What is demand forecasting?
Demand forecasting is the type of data analytics that uses algorithms to predict future customer demand. This estimated demand can take any shape or form depending on your businesses. Next to generic demand drivers like expected revenue, sales and transactions, retailers would for example want to know the estimated foot fall, call centers want to know the amount of calls to expect and food delivery companies the number of orders.
How to forecast demand
The basis of demand forecasting lies in recognising patterns in historical data and continuing that pattern to give an estimation of future demand. And the more historical data you have, the more accurate your forecast will be. Now, there is a vast set of techniques to forecast demand. Forecasts could be made in excel using Exponential Smoothing and Linear Regression which could lead to accurate results in certain situations. Situations, however, change. Think for example of events, trends, weather and seasonality which all have different impacts on demand and change the context of data sets. It is proven that some methods work for one context, but not necessarily for another. To calculate the impact of those factors and create accurate demand forecasts you might be better off with different, more advanced forecasting methods which also include AI driven ones. Another reason to add AI driven forecasting methods is that more traditional forecasting methods, like Historical Averaging, often require manual tweaks or new procedures to be introduced, which can result in a tuning hell when making forecasts for multiple demand drivers. It’s truly the case that the more forecasting methods you have, the merrier.

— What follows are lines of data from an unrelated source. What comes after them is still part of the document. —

//! Owned document buffers and the allocator they come from.
//!
//! Request documents and response buffers are obtained through a
//! [`BufferAllocator`] so that allocation failure is an ordinary error
//! (`JobsError::NoMemory`) instead of an abort. [`HeapAllocator`] is the
//! default and uses `Vec::try_reserve_exact`.
//!
//! A [`ResponseBuffer`] is handed to exactly one owner on completion. It is
//! released by dropping it or by calling [`ResponseBuffer::release`]; since
//! both consume the buffer, releasing twice does not compile.

use std::fmt;
use std::sync::Arc;

use bytes::Bytes;

use crate::error::Result;
use crate::json;
use crate::request::JobState;

/// Source of document buffers.
pub trait BufferAllocator: Send + Sync {
    /// Return an empty vector able to hold at least `len` bytes without
    /// reallocating.
    fn allocate(&self, len: usize) -> Result<Vec<u8>>;
}

/// Allocator backed by the global heap.
#[derive(Debug, Clone, Copy, Default)]
pub struct HeapAllocator;

impl BufferAllocator for HeapAllocator {
    fn allocate(&self, len: usize) -> Result<Vec<u8>> {
        let mut buf = Vec::new();
        buf.try_reserve_exact(len)?;
        Ok(buf)
    }
}

/// Shared handle to an allocator.
pub type SharedAllocator = Arc<dyn BufferAllocator>;

/// The default shared allocator.
pub fn default_allocator() -> SharedAllocator {
    Arc::new(HeapAllocator)
}

/// A response document owned by the caller.
///
/// Holds a verbatim copy of the accepted response. Fields can be located
/// with [`find`](Self::find) without parsing the document.
#[derive(PartialEq, Eq)]
pub struct ResponseBuffer {
    data: Vec<u8>,
}

impl ResponseBuffer {
    /// Copy `payload` into a buffer obtained from `allocator`.
    pub fn copy_from(payload: &[u8], allocator: &dyn BufferAllocator) -> Result<Self> {
        let mut data = allocator.allocate(payload.len())?;
        data.extend_from_slice(payload);
        Ok(Self { data })
    }

    /// The document bytes.
    #[inline]
    pub fn as_bytes(&self) -> &[u8] {
        &self.data
    }

    /// Document length in bytes.
    #[inline]
    pub fn len(&self) -> usize {
        self.data.len()
    }

    /// Whether the document is empty.
    #[inline]
    pub fn is_empty(&self) -> bool {
        self.data.is_empty()
    }

    /// Verbatim value of `key`, e.g. `"execution"` or `"queuedJobs"`.
    pub fn find(&self, key: &str) -> Option<&[u8]> {
        json::find_value_slice(&self.data, key.as_bytes())
    }

    /// First `status` in the document, e.g. of the `execution` returned by
    /// Start-Next or Describe, or the `executionState` returned by Update.
    pub fn job_status(&self) -> Option<JobState> {
        self.find("status").and_then(JobState::from_wire)
    }

    /// Take the bytes out of the buffer.
    pub fn into_vec(self) -> Vec<u8> {
        self.data
    }

    /// Convert into `Bytes` without copying.
    pub fn into_bytes(self) -> Bytes {
        Bytes::from(self.data)
    }

    /// Release the buffer.
    pub fn release(self) {
        drop(self);
    }
}

impl AsRef<[u8]> for ResponseBuffer {
    fn as_ref(&self) -> &[u8] {
        &self.data
    }
}

impl fmt::Debug for ResponseBuffer {
    fn fmt(&self, f: &mut fmt::Formatter<'_>) -> fmt::Result {
        f.debug_struct("ResponseBuffer")
            .field("len", &self.data.len())
            .field("data", &String::from_utf8_lossy(&self.data))
            .finish()
    }
}

#[cfg(test)]
mod tests {
    use super::*;
    use crate::error::JobsError;

    struct NoMemory;

    impl BufferAllocator for NoMemory {
        fn allocate(&self, _len: usize) -> Result<Vec<u8>> {
            Err(JobsError::NoMemory)
        }
    }

    #[test]
    fn test_heap_allocator_reserves() {
        let buf = HeapAllocator.allocate(128).unwrap();
        assert!(buf.is_empty());
        assert!(buf.capacity() >= 128);
    }

    #[test]
    fn test_heap_allocator_reports_exhaustion() {
        assert_eq!(HeapAllocator.allocate(usize::MAX), Err(JobsError::NoMemory));
    }

    #[test]
    fn test_job_status() {
        let payload = br#"{"execution":{"jobId":"j1","status":"IN_PROGRESS"},"clientToken":"t"}"#;
        let buf = ResponseBuffer::copy_from(payload, &HeapAllocator).unwrap();
        assert_eq!(buf.job_status(), Some(JobState::InProgress));

        let buf = ResponseBuffer::copy_from(br#"{"queuedJobs":[]}"#, &HeapAllocator).unwrap();
        assert_eq!(buf.job_status(), None);

        let buf = ResponseBuffer::copy_from(br#"{"status":"PAUSED"}"#, &HeapAllocator).unwrap();
        assert_eq!(buf.job_status(), None);
    }

    #[test]
    fn test_copy_is_verbatim() {
        let payload = br#"{"execution": {"jobId":"j1"} ,"clientToken":"t"}"#;
        let buf = ResponseBuffer::copy_from(payload, &HeapAllocator).unwrap();
        assert_eq!(buf.as_bytes(), payload);
        assert_eq!(buf.len(), payload.len());
        assert_eq!(buf.find("execution"), Some(&br#"{"jobId":"j1"}"#[..]));
        assert_eq!(buf.find("missing"), None);
    }

    #[test]
    fn test_copy_with_failing_allocator() {
        let result = ResponseBuffer::copy_from(b"{}", &NoMemory);
        assert_eq!(result, Err(JobsError::NoMemory));
    }

    #[test]
    fn test_into_bytes() {
        let buf = ResponseBuffer::copy_from(b"{}", &HeapAllocator).unwrap();
        assert_eq!(buf.into_bytes(), Bytes::from_static(b"{}"));

        let buf = ResponseBuffer::copy_from(b"[]", &HeapAllocator).unwrap();
        assert_eq!(buf.into_vec(), b"[]");
    }
}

One of the implementations of demand forecasting is in inventory management. Accurate demand forecasting gives powerful insights on how much, when and which products should be stocked in inventory. Forecasting can then be utilised to better align sales and marketing efforts and reduce the risk of stock outs, resulting in lower holding costs and increased turnover rates.

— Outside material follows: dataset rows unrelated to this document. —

//! Transport module - the publish seam to the pub/sub connection.
//!
//! Connection management, TLS and subscriptions belong to the transport.
//! The client only needs to publish a request document on a topic; incoming
//! responses are handed back through
//! [`JobsClient::handle_publish`](crate::JobsClient::handle_publish).
//!
//! - [`JobsTransport`] - publish primitive implemented by the connection
//! - [`ChannelTransport`] - forwards publishes into a tokio mpsc channel

mod channel;

use std::future::Future;
use std::pin::Pin;

use bytes::Bytes;

use crate::error::Result;

pub use channel::{ChannelTransport, OutboundMessage};

/// Boxed future returned by transports.
pub type BoxFuture<'a, T> = Pin<Box<dyn Future<Output = T> + Send + 'a>>;

/// Publish side of a pub/sub connection.
pub trait JobsTransport: Send + Sync + 'static {
    /// Publish `payload` on `topic`.
    ///
    /// Failures should be reported as `JobsError::Publish`.
    fn publish(&self, topic: String, payload: Bytes) -> BoxFuture<'static, Result<()>>;
}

Simultaneously, demand forecasting also allows operational alignment in terms of logistics and workforce. Knowing exactly what demand will be, allows planners to coordinate their logistics and distribution with the right amount of vehicles, optimise routes and streamlining their warehouse activities. This lowers logistic costs and maximises asset efficiency.

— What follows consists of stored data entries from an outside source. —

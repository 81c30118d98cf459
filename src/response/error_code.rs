//! Error codes carried in the `code` field of rejected responses.

use crate::error::JobsError;

/// Closed set of error codes the jobs service sends.
#[derive(Debug, Clone, Copy, PartialEq, Eq, Hash)]
pub enum ErrorCode {
    InvalidTopic,
    InvalidJson,
    InvalidRequest,
    InvalidStateTransition,
    ResourceNotFound,
    VersionMismatch,
    InternalError,
    RequestThrottled,
    TerminalStateReached,
}

impl ErrorCode {
    /// All codes, in table order.
    pub const ALL: [ErrorCode; 9] = [
        ErrorCode::InvalidTopic,
        ErrorCode::InvalidJson,
        ErrorCode::InvalidRequest,
        ErrorCode::InvalidStateTransition,
        ErrorCode::ResourceNotFound,
        ErrorCode::VersionMismatch,
        ErrorCode::InternalError,
        ErrorCode::RequestThrottled,
        ErrorCode::TerminalStateReached,
    ];

    /// Look up a code string (without quotes). Matching is exact.
    pub fn from_code(code: &[u8]) -> Option<Self> {
        Self::ALL
            .into_iter()
            .find(|candidate| candidate.as_str().as_bytes() == code)
    }

    /// The code as it appears on the wire.
    pub fn as_str(&self) -> &'static str {
        match self {
            ErrorCode::InvalidTopic => "InvalidTopic",
            ErrorCode::InvalidJson => "InvalidJson",
            ErrorCode::InvalidRequest => "InvalidRequest",
            ErrorCode::InvalidStateTransition => "InvalidStateTransition",
            ErrorCode::ResourceNotFound => "ResourceNotFound",
            ErrorCode::VersionMismatch => "VersionMismatch",
            ErrorCode::InternalError => "InternalError",
            ErrorCode::RequestThrottled => "RequestThrottled",
            ErrorCode::TerminalStateReached => "TerminalStateReached",
        }
    }

    /// The local error this code maps to.
    pub fn into_error(self) -> JobsError {
        match self {
            ErrorCode::InvalidTopic => JobsError::InvalidTopic,
            ErrorCode::InvalidJson => JobsError::InvalidJson,
            ErrorCode::InvalidRequest => JobsError::InvalidRequest,
            ErrorCode::InvalidStateTransition => JobsError::InvalidStateTransition,
            ErrorCode::ResourceNotFound => JobsError::NotFound,
            ErrorCode::VersionMismatch => JobsError::VersionMismatch,
            ErrorCode::InternalError => JobsError::InternalError,
            ErrorCode::RequestThrottled => JobsError::Throttled,
            ErrorCode::TerminalStateReached => JobsError::TerminalState,
        }
    }
}

/// Map a raw code string to an error; anything unknown is a bad response.
pub fn error_for_code(code: &[u8]) -> JobsError {
    ErrorCode::from_code(code)
        .map(ErrorCode::into_error)
        .unwrap_or(JobsError::BadResponse)
}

Another area where demand forecasting can be of great help is in workforce management. Demand forms the perfect base to build schedules on. Labour demand forecasting, as we call it, allows you to pinpoint peak hours and slower periods and to translate demand into required headcount using the correct labour standards which opens up doors to optimised shift creation and shift filling opportunities. An example is slightly undercovering demand when costs have to be reduced and overcovering demand when high service to customers must be guaranteed. Accurately staffing against demand also takes the pressure off your employees in peak hours and overtime. With labour demand forecasting, costs will decline, service levels will increase and employee happiness will improve.
Demand forecasting has been around for a long time, but with the newest technologies demand forecastings are more accurate than ever. It has also been easier to generate these forecasts more frequently and to calculate the impact of external and internal factors. Demand forecasting gives a deeper understanding of the available demand data and forms a powerful tool to start optimising operations across the entire supply chain.